▶ _To do_: The lines below that include the word "BTreeMap" are to be reported.

▶ _Data for analysis_:
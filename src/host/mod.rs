//! Host engine contract
//!
//! The check runs inside a host that owns the syntax tree and the diagnostic
//! log. This module is the seam: an owned [`AstNode`] tree the host builds
//! for each file, and a [`DiagnosticSink`] that receives located messages.

pub mod java;

use crate::check::{render_template, ResolvedLocation, Severity};
use std::path::Path;

/// Node types the location resolver distinguishes
#[derive(Debug, Clone, PartialEq, Eq)]
pub enum NodeKind {
    Root,
    Ident,
    ClassDef,
    MethodDef,
    VariableDef,
    ParameterDef,
    /// Any other grammar node, keyed by the grammar's own name
    Other(String),
}

impl NodeKind {
    /// Definition nodes whose first identifier child names them
    pub fn is_definition(&self) -> bool {
        matches!(
            self,
            NodeKind::ClassDef | NodeKind::MethodDef | NodeKind::VariableDef | NodeKind::ParameterDef
        )
    }
}

/// A syntax tree node as exposed by the host
#[derive(Debug, Clone, PartialEq, Eq)]
pub struct AstNode {
    pub kind: NodeKind,
    /// 1-based line
    pub line: usize,
    /// 0-based column
    pub column: usize,
    pub text: Option<String>,
    pub children: Vec<AstNode>,
}

impl AstNode {
    pub fn new(kind: NodeKind, line: usize, column: usize) -> Self {
        Self {
            kind,
            line,
            column,
            text: None,
            children: Vec::new(),
        }
    }

    pub fn ident(name: &str, line: usize, column: usize) -> Self {
        let mut node = Self::new(NodeKind::Ident, line, column);
        node.text = Some(name.to_string());
        node
    }

    pub fn with_children(mut self, children: Vec<AstNode>) -> Self {
        self.children = children;
        self
    }

    /// First direct child of the given kind
    pub fn find_first_child(&self, kind: &NodeKind) -> Option<&AstNode> {
        self.children.iter().find(|c| &c.kind == kind)
    }

    pub fn text_eq(&self, name: &str) -> bool {
        self.text.as_deref() == Some(name)
    }

    /// Number of nodes in this subtree, including `self`
    pub fn node_count(&self) -> usize {
        let mut count = 0;
        let mut stack = vec![self];
        while let Some(node) = stack.pop() {
            count += 1;
            stack.extend(node.children.iter());
        }
        count
    }
}

// Long expression chains nest thousands of levels deep; dropping them
// recursively would overflow the stack.
impl Drop for AstNode {
    fn drop(&mut self) {
        let mut pending = std::mem::take(&mut self.children);
        while let Some(mut node) = pending.pop() {
            pending.append(&mut node.children);
        }
    }
}

/// A located message handed to the host
#[derive(Debug, Clone, PartialEq, Eq)]
pub struct Diagnostic {
    pub severity: Severity,
    pub location: ResolvedLocation,
    /// Message template in the host's format syntax
    pub template: String,
    /// Single argument substituted for `{0}`, if the template takes one
    pub argument: Option<String>,
}

impl Diagnostic {
    /// The message as the host's template formatter renders it
    pub fn message(&self) -> String {
        let args: Vec<&str> = self.argument.as_deref().into_iter().collect();
        render_template(&self.template, &args)
    }

    /// `[SEVERITY] path:line[:col]: message`, with a 1-based column
    pub fn to_line(&self, path: &Path) -> String {
        let position = match (self.location.line, self.location.column) {
            (Some(line), Some(column)) => format!(":{}:{}", line, column + 1),
            (Some(line), None) => format!(":{}", line),
            _ => String::new(),
        };
        format!(
            "[{}] {}{}: {}",
            self.severity,
            path.display(),
            position,
            self.message()
        )
    }
}

/// Receives diagnostics for the file currently being checked
pub trait DiagnosticSink {
    fn report(&mut self, diagnostic: Diagnostic);
}

impl DiagnosticSink for Vec<Diagnostic> {
    fn report(&mut self, diagnostic: Diagnostic) {
        self.push(diagnostic);
    }
}
//! Diagnostic message formatting
//!
//! Builds the text a finding is reported with and shapes it for the host's
//! template syntax. The host formatter treats `'`, `%`, `{`, `}`, `(` and
//! `)` as meta characters; documentation rules hand their message to the
//! host as the template itself, so those messages are escaped here.

use super::finding::Finding;
use super::locate::SourceIndex;
use super::taxonomy::{RuleCategory, RuleTag};

/// Template that passes a single argument through verbatim
pub const PASSTHROUGH_TEMPLATE: &str = "{0}";

/// How a category's message reaches the host
#[derive(Debug, Clone, Copy, PartialEq, Eq)]
pub enum MessageTransform {
    /// `{0}` template, message as the argument
    Passthrough,
    /// Comment rewrite, message escaped into the template
    Documentation,
}

const CATEGORY_TRANSFORMS: [(RuleCategory, MessageTransform); 2] = [
    (RuleCategory::Documentation, MessageTransform::Documentation),
    (RuleCategory::Naming, MessageTransform::Passthrough),
];

impl MessageTransform {
    pub fn for_tag(tag: Option<RuleTag>) -> Self {
        tag.and_then(|tag| {
            CATEGORY_TRANSFORMS
                .iter()
                .find(|(category, _)| *category == tag.category)
                .map(|(_, transform)| *transform)
        })
        .unwrap_or(MessageTransform::Passthrough)
    }
}

/// Template plus optional argument, ready for the host logger
#[derive(Debug, Clone, PartialEq, Eq)]
pub struct FormattedMessage {
    pub template: String,
    pub argument: Option<String>,
}

impl FormattedMessage {
    pub fn render(&self) -> String {
        let args: Vec<&str> = self.argument.as_deref().into_iter().collect();
        render_template(&self.template, &args)
    }
}

/// Format a finding's message. `source` supplies the target line for the
/// documentation rewrite.
pub fn format_message(finding: &Finding, source: &SourceIndex) -> FormattedMessage {
    let marker = format!("[{}]", finding.marker_name());
    let message = format!("{} {}", finding.display_text(), marker);

    match MessageTransform::for_tag(finding.rule_tag) {
        MessageTransform::Passthrough => FormattedMessage {
            template: PASSTHROUGH_TEMPLATE.to_string(),
            argument: Some(message),
        },
        MessageTransform::Documentation => {
            let message = finding
                .target_line
                .and_then(|line| source.line(line))
                .and_then(extract_comment_text)
                .filter(|comment| !comment.is_empty())
                .map(|comment| documentation_sentence(&comment, &marker))
                .unwrap_or(message);
            FormattedMessage {
                template: escape_template(&message),
                argument: None,
            }
        }
    }
}

fn documentation_sentence(comment: &str, marker: &str) -> String {
    format!(
        "The comment starting with '// {}' is used to describe the method's overall purpose, \
         a Javadoc comment starting with '/**' should be used instead {}",
        comment, marker
    )
}

/// Text of the first `//` or `/* ... */` comment on a source line
pub fn extract_comment_text(line: &str) -> Option<String> {
    let line = line.trim();

    if let Some(idx) = line.find("//") {
        return Some(line[idx + 2..].trim().to_string());
    }

    let open = line.find("/*")?;
    let start = open + 2;
    let body = match line.find("*/") {
        Some(end) if end > start => &line[start..end],
        _ => &line[start..],
    };
    Some(body.trim().to_string())
}

/// Escape a message so the host template formatter reproduces it literally
pub fn escape_template(message: &str) -> String {
    let escaped = message
        .replace('\'', "''")
        .replace('%', "%%")
        .replace('{', "'{'")
        .replace('}', "'}'")
        .replace('(', "'('")
        .replace(')', "')'");

    if escaped.len() >= 2 && escaped.starts_with('\'') && escaped.ends_with('\'') {
        escaped
    } else {
        format!("'{}'", escaped)
    }
}

fn is_quotable_meta(c: char) -> bool {
    matches!(c, '(' | ')' | '{' | '}')
}

/// Render a host message template.
///
/// - `'c'` for `c` in `(){}` is a literal `c`
/// - `''` is a literal quote
/// - a lone `'` opens or closes a quoted run and is dropped
/// - `%%` is a literal `%`
/// - `{n}` outside a quoted run is argument `n`; a missing argument is kept
///   as written
pub fn render_template(template: &str, args: &[&str]) -> String {
    let chars: Vec<char> = template.chars().collect();
    let at = |i: usize| chars.get(i).copied();
    let mut out = String::with_capacity(template.len());
    let mut quoted = false;
    let mut i = 0;

    while i < chars.len() {
        let c = chars[i];
        match c {
            '\'' => {
                let next = at(i + 1);
                if next.is_some_and(is_quotable_meta) && at(i + 2) == Some('\'') {
                    out.push(chars[i + 1]);
                    i += 3;
                } else if next == Some('\'')
                    && !(at(i + 2).is_some_and(is_quotable_meta) && at(i + 3) == Some('\''))
                {
                    out.push('\'');
                    i += 2;
                } else {
                    // A quote run boundary; also the leading wrap quote when an
                    // escaped meta character follows it directly.
                    quoted = !quoted;
                    i += 1;
                }
            }
            '%' if at(i + 1) == Some('%') => {
                out.push('%');
                i += 2;
            }
            '{' if !quoted => {
                let close = chars[i + 1..].iter().position(|&ch| ch == '}');
                let placeholder = close.map(|len| chars[i + 1..i + 1 + len].iter().collect::<String>());
                let arg = placeholder
                    .as_deref()
                    .and_then(|p| p.trim().parse::<usize>().ok())
                    .and_then(|n| args.get(n));
                match (close, arg) {
                    (Some(len), Some(arg)) => {
                        out.push_str(arg);
                        i += len + 2;
                    }
                    _ => {
                        out.push('{');
                        i += 1;
                    }
                }
            }
            _ => {
                out.push(c);
                i += 1;
            }
        }
    }

    out
}
//! Cursor-based incremental scan over one stats table.

use std::sync::Arc;
use std::time::Duration;

use tracing::{debug, trace, warn};

use common::config::{LivenessConfig, SweepConfig};
use common::events::{Event, EventBus};
use common::liveness::{Liveness, LivenessVerifier};
use common::stats::{now_ms, truncate_to_interval, EntityKey, KeyIndex, StatsTable};

use crate::registry::TableId;

/// Counters for one sweep pass.
#[derive(Debug, Clone, Default, PartialEq, Eq)]
pub struct SweepSummary {
    /// Keys taken from the index this pass
    pub visited: usize,
    /// Keys whose row had vanished from the store
    pub missing: usize,
    /// Rows older than the gc timeout
    pub stale: usize,
    /// Stale rows whose owner turned out to be alive
    pub alive: usize,
    /// Stale rows with an inconclusive liveness verdict
    pub inconclusive: usize,
    /// Close events successfully published
    pub reaped: usize,
    /// Close events that failed to publish
    pub publish_failures: usize,
    /// Whether this pass exhausted the index and reset the cursor
    pub wrapped: bool,
}

/// Walks the key index in bounded batches, deciding per visited key whether
/// the owning entity is dead and, if so, publishing a cleanup event.
///
/// The sweeper reads the store and index but never mutates them; deletion
/// happens downstream of the published events. The cursor is the only state
/// carried between passes.
pub struct Sweeper {
    table: TableId,
    index: Arc<dyn KeyIndex>,
    stats: Arc<dyn StatsTable>,
    verifier: Arc<dyn LivenessVerifier>,
    bus: Arc<dyn EventBus>,
    gc_timeout_ms: i64,
    grain_ms: i64,
    check_timeout: Duration,
    cursor: Option<EntityKey>,
}

impl Sweeper {
    pub fn new(
        table: TableId,
        index: Arc<dyn KeyIndex>,
        stats: Arc<dyn StatsTable>,
        verifier: Arc<dyn LivenessVerifier>,
        bus: Arc<dyn EventBus>,
        sweep: &SweepConfig,
        liveness: &LivenessConfig,
    ) -> Self {
        Self {
            table,
            index,
            stats,
            verifier,
            bus,
            gc_timeout_ms: sweep.gc_timeout.as_millis() as i64,
            grain_ms: sweep.interval.as_millis() as i64,
            check_timeout: liveness.check_timeout,
            cursor: None,
        }
    }

    pub fn table(&self) -> TableId {
        self.table
    }

    /// Advance the cursor by up to `max_rows` keys against the current wall
    /// clock.
    pub async fn sweep(&mut self, max_rows: usize) -> SweepSummary {
        let now = truncate_to_interval(now_ms(), self.grain_ms);
        self.sweep_at(now, max_rows).await
    }

    /// Advance the cursor by up to `max_rows` keys against an explicit clock
    /// reading, already truncated to the interval grain. Every key visited
    /// in one call shares this snapshot.
    pub async fn sweep_at(&mut self, now_ms: i64, max_rows: usize) -> SweepSummary {
        let mut summary = SweepSummary::default();

        for _ in 0..max_rows {
            let next = match &self.cursor {
                None => self.index.first(),
                Some(last) => self.index.next_after(last),
            };

            let Some(key) = next else {
                // Index exhausted: wrap and leave the rest of the batch to
                // the next pass rather than re-reading a shrinking tail.
                self.cursor = None;
                summary.wrapped = true;
                break;
            };

            self.cursor = Some(key.clone());
            self.visit(&key, now_ms, &mut summary).await;
        }

        summary
    }

    async fn visit(&self, key: &EntityKey, now_ms: i64, summary: &mut SweepSummary) {
        summary.visited += 1;

        let Some(row) = self.stats.lookup(key) else {
            // Row vanished between the index read and the store read;
            // somebody else already cleaned up.
            summary.missing += 1;
            trace!(table = %self.table, key = %key, "stats row already gone");
            return;
        };

        let age_ms = now_ms - row.last_update_ms;
        if age_ms < self.gc_timeout_ms {
            trace!(table = %self.table, key = %key, age_ms, "row recently updated");
            return;
        }

        summary.stale += 1;
        match self.verifier.check(key, self.check_timeout).await {
            Liveness::Alive => {
                summary.alive += 1;
                trace!(table = %self.table, key = %key, age_ms, "owner alive, keeping stale row");
            }
            Liveness::Unknown => {
                summary.inconclusive += 1;
                debug!(
                    table = %self.table,
                    key = %key,
                    "liveness verdict inconclusive, retrying on a later pass"
                );
            }
            Liveness::Dead => {
                let event = Event::closed(self.table.event_kind(), key.clone());
                debug!(
                    table = %self.table,
                    key = %key,
                    age_ms,
                    kind = %event.kind,
                    "owner is gone, publishing cleanup event"
                );
                match self.bus.publish(event).await {
                    Ok(()) => summary.reaped += 1,
                    Err(e) => {
                        // The row stays stale, so the next pass retries.
                        summary.publish_failures += 1;
                        warn!(
                            table = %self.table,
                            key = %key,
                            error = %e,
                            "failed to publish cleanup event"
                        );
                    }
                }
            }
        }
    }
}
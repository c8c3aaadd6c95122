//! In-memory per-entity statistics: the concurrently writable store that
//! producers update, and the ordered read-only view the sweeper scans.
//!
//! The sweeper never deletes rows itself; removal happens through
//! [`StatsStore::remove`], driven by a downstream consumer of cleanup events.

use std::collections::BTreeMap;
use std::fmt;
use std::ops::Bound;
use std::sync::{PoisonError, RwLock, RwLockReadGuard, RwLockWriteGuard};
use std::time::Duration;

use chrono::Utc;
use serde::{Deserialize, Serialize};

/// Name of a broker node, e.g. `broker@stats-1`.
#[derive(Debug, Clone, PartialEq, Eq, PartialOrd, Ord, Hash, Serialize, Deserialize)]
#[serde(transparent)]
pub struct NodeId(String);

impl NodeId {
    pub fn new(name: impl Into<String>) -> Self {
        Self(name.into())
    }

    pub fn as_str(&self) -> &str {
        &self.0
    }
}

impl fmt::Display for NodeId {
    fn fmt(&self, f: &mut fmt::Formatter<'_>) -> fmt::Result {
        write!(f, "{}", self.0)
    }
}

impl From<&str> for NodeId {
    fn from(name: &str) -> Self {
        Self(name.to_string())
    }
}

/// Identity of the entity owning a stats row: the node it lives on plus a
/// per-node serial. Total order over `(node, serial)` drives index traversal.
#[derive(Debug, Clone, PartialEq, Eq, PartialOrd, Ord, Hash, Serialize, Deserialize)]
pub struct EntityKey {
    pub node: NodeId,
    pub serial: u64,
}

impl EntityKey {
    pub fn new(node: impl Into<NodeId>, serial: u64) -> Self {
        Self {
            node: node.into(),
            serial,
        }
    }
}

impl fmt::Display for EntityKey {
    fn fmt(&self, f: &mut fmt::Formatter<'_>) -> fmt::Result {
        write!(f, "{}.{}", self.node, self.serial)
    }
}

/// One statistics row: an opaque aggregate plus the truncated timestamp of
/// its most recent update.
#[derive(Debug, Clone, PartialEq, Serialize, Deserialize)]
pub struct StatsRow {
    pub payload: serde_json::Value,
    /// Milliseconds since epoch, truncated to the sweep interval boundary
    /// at write time
    pub last_update_ms: i64,
}

/// Truncate a millisecond timestamp down to the nearest interval boundary.
///
/// Writers and the sweeper apply the same grain, so a row is only ever
/// "older" than now by whole intervals.
pub fn truncate_to_interval(ts_ms: i64, interval_ms: i64) -> i64 {
    if interval_ms <= 1 {
        return ts_ms;
    }
    ts_ms - ts_ms.rem_euclid(interval_ms)
}

pub fn now_ms() -> i64 {
    Utc::now().timestamp_millis()
}

/// Ordered traversal over the live keyset of a stats table.
///
/// `next_after` takes the key strictly after the argument in key order, so a
/// cursor pointing at a row that was deleted in the meantime still resumes
/// at the right place.
pub trait KeyIndex: Send + Sync {
    fn first(&self) -> Option<EntityKey>;
    fn next_after(&self, key: &EntityKey) -> Option<EntityKey>;
    fn len(&self) -> usize;
    fn is_empty(&self) -> bool {
        self.len() == 0
    }
}

/// Point lookup into a stats table. The index and the table are only
/// eventually consistent; a key returned by the index may miss here.
pub trait StatsTable: Send + Sync {
    fn lookup(&self, key: &EntityKey) -> Option<StatsRow>;
}

/// Concurrently writable stats table with an ordered keyset.
///
/// A single `BTreeMap` backs both [`StatsTable`] lookups and [`KeyIndex`]
/// traversal; all operations take the lock briefly, so scans never block
/// writers for longer than one step.
#[derive(Debug)]
pub struct StatsStore {
    interval_ms: i64,
    rows: RwLock<BTreeMap<EntityKey, StatsRow>>,
}

impl StatsStore {
    pub fn new(interval: Duration) -> Self {
        Self {
            interval_ms: interval.as_millis() as i64,
            rows: RwLock::new(BTreeMap::new()),
        }
    }

    /// Truncation grain shared by writers and the sweeper.
    pub fn interval_ms(&self) -> i64 {
        self.interval_ms
    }

    /// Record an update for `key`, stamping the current wall clock.
    pub fn record(&self, key: EntityKey, payload: serde_json::Value) {
        self.record_at(key, payload, now_ms());
    }

    /// Record an update for `key` against an explicit clock reading.
    pub fn record_at(&self, key: EntityKey, payload: serde_json::Value, ts_ms: i64) {
        let row = StatsRow {
            payload,
            last_update_ms: truncate_to_interval(ts_ms, self.interval_ms),
        };
        self.write().insert(key, row);
    }

    /// Remove the row for `key`. Returns whether a row was present.
    pub fn remove(&self, key: &EntityKey) -> bool {
        self.write().remove(key).is_some()
    }

    pub fn contains(&self, key: &EntityKey) -> bool {
        self.read().contains_key(key)
    }

    fn read(&self) -> RwLockReadGuard<'_, BTreeMap<EntityKey, StatsRow>> {
        self.rows.read().unwrap_or_else(PoisonError::into_inner)
    }

    fn write(&self) -> RwLockWriteGuard<'_, BTreeMap<EntityKey, StatsRow>> {
        self.rows.write().unwrap_or_else(PoisonError::into_inner)
    }
}

impl KeyIndex for StatsStore {
    fn first(&self) -> Option<EntityKey> {
        self.read().keys().next().cloned()
    }

    fn next_after(&self, key: &EntityKey) -> Option<EntityKey> {
        self.read()
            .range((Bound::Excluded(key.clone()), Bound::Unbounded))
            .next()
            .map(|(k, _)| k.clone())
    }

    fn len(&self) -> usize {
        self.read().len()
    }
}

impl StatsTable for StatsStore {
    fn lookup(&self, key: &EntityKey) -> Option<StatsRow> {
        self.read().get(key).cloned()
    }
}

▶ _Expected answer_:
use std::collections::BTreeMap;
/// A single `BTreeMap` backs both [`StatsTable`] lookups and [`KeyIndex`]
    rows: RwLock<BTreeMap<EntityKey, StatsRow>>,
            rows: RwLock::new(BTreeMap::new()),
    fn read(&self) -> RwLockReadGuard<'_, BTreeMap<EntityKey, StatsRow>> {
    fn write(&self) -> RwLockWriteGuard<'_, BTreeMap<EntityKey, StatsRow>> {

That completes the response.